51.BÖLÜM: "GİTARIN SAHİBİ"

334K 9.1K 3K
                                    

Multimedya: Su Yıldırım

Bir ruh bedeni terk ettiğinde, beden kimsesizleşir ve ölü bir beden olarak yaşamaya başlar.

Başı boş kalan ruh, oradan oraya savrulur ve hatalar yapmaya başlar. Ruhun yaptığı hataları beden öder, çabalar ve düzeltir. Ruh tekrar gelir ve sanki bedenimizin ikinci bir kişiliği gibi hatalar yapmaya devam eder.
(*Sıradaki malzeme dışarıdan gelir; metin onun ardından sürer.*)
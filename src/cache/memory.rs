//! LRU cache for decoded images.

use std::num::NonZeroUsize;
use std::sync::{Arc, Mutex, MutexGuard, PoisonError};

use image::DynamicImage;
use lru::LruCache;

/// Default number of images kept in memory
pub const DEFAULT_MEMORY_CAPACITY: NonZeroUsize = NonZeroUsize::new(100).unwrap();

/// Thread-safe, count-bounded image cache.
///
/// Cloning shares the underlying storage. Evicting from here never touches
/// the disk tier.
#[derive(Clone)]
pub struct MemoryCache {
    images: Arc<Mutex<LruCache<String, Arc<DynamicImage>>>>,
}

impl std::fmt::Debug for MemoryCache {
    fn fmt(&self, f: &mut std::fmt::Formatter<'_>) -> std::fmt::Result {
        let cache = self.lock();
        f.debug_struct("MemoryCache")
            .field("len", &cache.len())
            .field("capacity", &cache.cap())
            .finish()
    }
}

impl Default for MemoryCache {
    fn default() -> Self {
        Self::new(DEFAULT_MEMORY_CAPACITY)
    }
}

impl MemoryCache {
    /// Create a cache holding at most `capacity` images.
    #[must_use]
    pub fn new(capacity: NonZeroUsize) -> Self {
        Self {
            images: Arc::new(Mutex::new(LruCache::new(capacity))),
        }
    }

    /// Store a decoded image, evicting the least recently used one if full.
    pub fn insert(&self, key: &str, image: Arc<DynamicImage>) {
        self.lock().put(key.to_string(), image);
    }

    /// Get a decoded image, marking it as recently used.
    pub fn get(&self, key: &str) -> Option<Arc<DynamicImage>> {
        self.lock().get(key).map(Arc::clone)
    }

    /// Check if an image is cached (does not touch recency).
    pub fn contains(&self, key: &str) -> bool {
        self.lock().contains(key)
    }

    /// Drop a single image.
    pub fn remove(&self, key: &str) -> Option<Arc<DynamicImage>> {
        self.lock().pop(key)
    }

    /// Clear the entire cache.
    pub fn clear(&self) {
        self.lock().clear();
    }

    /// Get the number of cached images.
    pub fn len(&self) -> usize {
        self.lock().len()
    }

    /// Check if the cache is empty.
    pub fn is_empty(&self) -> bool {
        self.lock().is_empty()
    }

    /// Maximum number of images held.
    pub fn capacity(&self) -> NonZeroUsize {
        self.lock().cap()
    }

    // poisoned locks are recovered
    fn lock(&self) -> MutexGuard<'_, LruCache<String, Arc<DynamicImage>>> {
        self.images.lock().unwrap_or_else(PoisonError::into_inner)
    }
}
Bu yüzden, insan her şeyini kaybetmek pahasına da olsa ruhunu kaybetmemelidir. Ruh olmayan bir bedeni şeytan esir alır. Beynin onun emirlerine itaat eder ve sen hissizleşirsin.
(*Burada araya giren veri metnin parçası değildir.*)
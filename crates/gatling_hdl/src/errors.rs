//! Diagnostic codes and constructor helpers for HDL parse errors.
//!
//! Error codes `E101`--`E111` cover the parser. Expansion-time wiring errors
//! use the `E2xx` range in `gatling_expand`.

use gatling_diagnostics::{Category, Diagnostic, DiagnosticCode};
use gatling_source::Span;

/// Unknown or misplaced directive.
pub const E101: DiagnosticCode = DiagnosticCode {
    category: Category::Error,
    number: 101,
};

/// Duplicate argument name in a declaration list.
pub const E102: DiagnosticCode = DiagnosticCode {
    category: Category::Error,
    number: 102,
};

/// Undefined argument name in a body statement.
pub const E103: DiagnosticCode = DiagnosticCode {
    category: Category::Error,
    number: 103,
};

/// Body statement argument count does not match the callee's ports.
pub const E104: DiagnosticCode = DiagnosticCode {
    category: Category::Error,
    number: 104,
};

/// Required header fields missing at `Begin`.
pub const E105: DiagnosticCode = DiagnosticCode {
    category: Category::Error,
    number: 105,
};

/// Truth table declared with too many inputs.
pub const E106: DiagnosticCode = DiagnosticCode {
    category: Category::Error,
    number: 106,
};

/// Header field out of order or repeated.
pub const E107: DiagnosticCode = DiagnosticCode {
    category: Category::Error,
    number: 107,
};

/// Reference to an undefined macro.
pub const E108: DiagnosticCode = DiagnosticCode {
    category: Category::Error,
    number: 108,
};

/// Duplicate macro definition name.
pub const E109: DiagnosticCode = DiagnosticCode {
    category: Category::Error,
    number: 109,
};

/// Source ended inside a truth table.
pub const E110: DiagnosticCode = DiagnosticCode {
    category: Category::Error,
    number: 110,
};

/// Composite macro never reached `Begin`.
pub const E111: DiagnosticCode = DiagnosticCode {
    category: Category::Error,
    number: 111,
};

/// Creates a diagnostic for an unknown or misplaced directive.
pub fn error_unexpected(what: &str, span: Span) -> Diagnostic {
    Diagnostic::error(E101, what.to_string(), span)
}

/// Creates a diagnostic for a duplicate argument name.
pub fn error_duplicate_argument(name: &str, span: Span) -> Diagnostic {
    Diagnostic::error(E102, format!("duplicate argument `{name}`"), span)
}

/// Creates a diagnostic for an undefined argument reference.
pub fn error_undefined_argument(name: &str, span: Span) -> Diagnostic {
    Diagnostic::error(E103, format!("undefined argument `{name}`"), span)
        .with_help("declare it under Inputs, Outputs, or Intermediates")
}

/// Creates a diagnostic for an argument count mismatch.
pub fn error_argument_count(callee: &str, expected: usize, got: usize, span: Span) -> Diagnostic {
    Diagnostic::error(
        E104,
        format!("`{callee}` takes {expected} arguments, {got} supplied"),
        span,
    )
}

/// Creates a diagnostic naming every missing header field.
pub fn error_missing_fields(name: &str, missing: &[&str], span: Span) -> Diagnostic {
    Diagnostic::error(
        E105,
        format!(
            "definition of `{name}` is missing required fields: {}",
            missing.join(", ")
        ),
        span,
    )
}

/// Creates a diagnostic for an oversized truth table.
pub fn error_table_too_large(inputs: u32, span: Span) -> Diagnostic {
    Diagnostic::error(
        E106,
        format!("truth table with {inputs} inputs is too large (limit 7)"),
        span,
    )
}

/// Creates a diagnostic for an undefined macro reference.
pub fn error_unknown_macro(name: &str, span: Span) -> Diagnostic {
    Diagnostic::error(E108, format!("unknown macro `{name}`"), span)
        .with_help("macros must be defined before they are referenced")
}

/// Creates a diagnostic for a duplicate definition name.
pub fn error_duplicate_macro(name: &str, span: Span) -> Diagnostic {
    Diagnostic::error(E109, format!("`{name}` is already defined"), span)
}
Tek yaptığın kötülük olur. Kendine yahut, çevrendekilere.

Oysa, tek yapman gereken ruhunu bedeninde tutmayı öğrenmektir. Bunu yaparken çoğu zorluklardan geçersin.

Ailenle, sevgilinle, çevrenle, düşüncelerinle ve en önemlisi kendinle.

İnsan kendisine karşı kazanamazsa, çevresine karşı da yenilir. Bunu yaşayarak öğrenmiştim.

Çoğu zaman ezilmiş ve dışlanmıştım.

O zamanları geçmiştik neyse ki.

Bazen korkuyordum.
Uygar'ın benden sıkılacağını, sonra da artık benimle yapamayacağını söylemesinden ölesiye korkuyordum.

Bunun düşümcesiyle bile bedenim titriyordu.

Evet, çok ağlıyordum ve yaşımın kızı değildim.

Çünkü, büyümek istemiyordum. Büyüyen insanlar, istedikleri zaman ağlamak yerine ağlmaktan korkan, çekinen bir insanlara dönüşüyorlardı.

Oysa benim ağlayacak o kadar fazla sebebim oluyordu ki, gizli saklı ağlamak yerine beni saran bu güzel adamın kucağında ağlamayı istiyordum.

Her göz yaşı tanesiyle aslında acımın bir parçasını dışarıya atıyor ve içimde nefes alacak bir boşluk bırakıyordum. Öylesine doluyordu ki içim, nefesim sıkışıyor, ölmek istiyordum.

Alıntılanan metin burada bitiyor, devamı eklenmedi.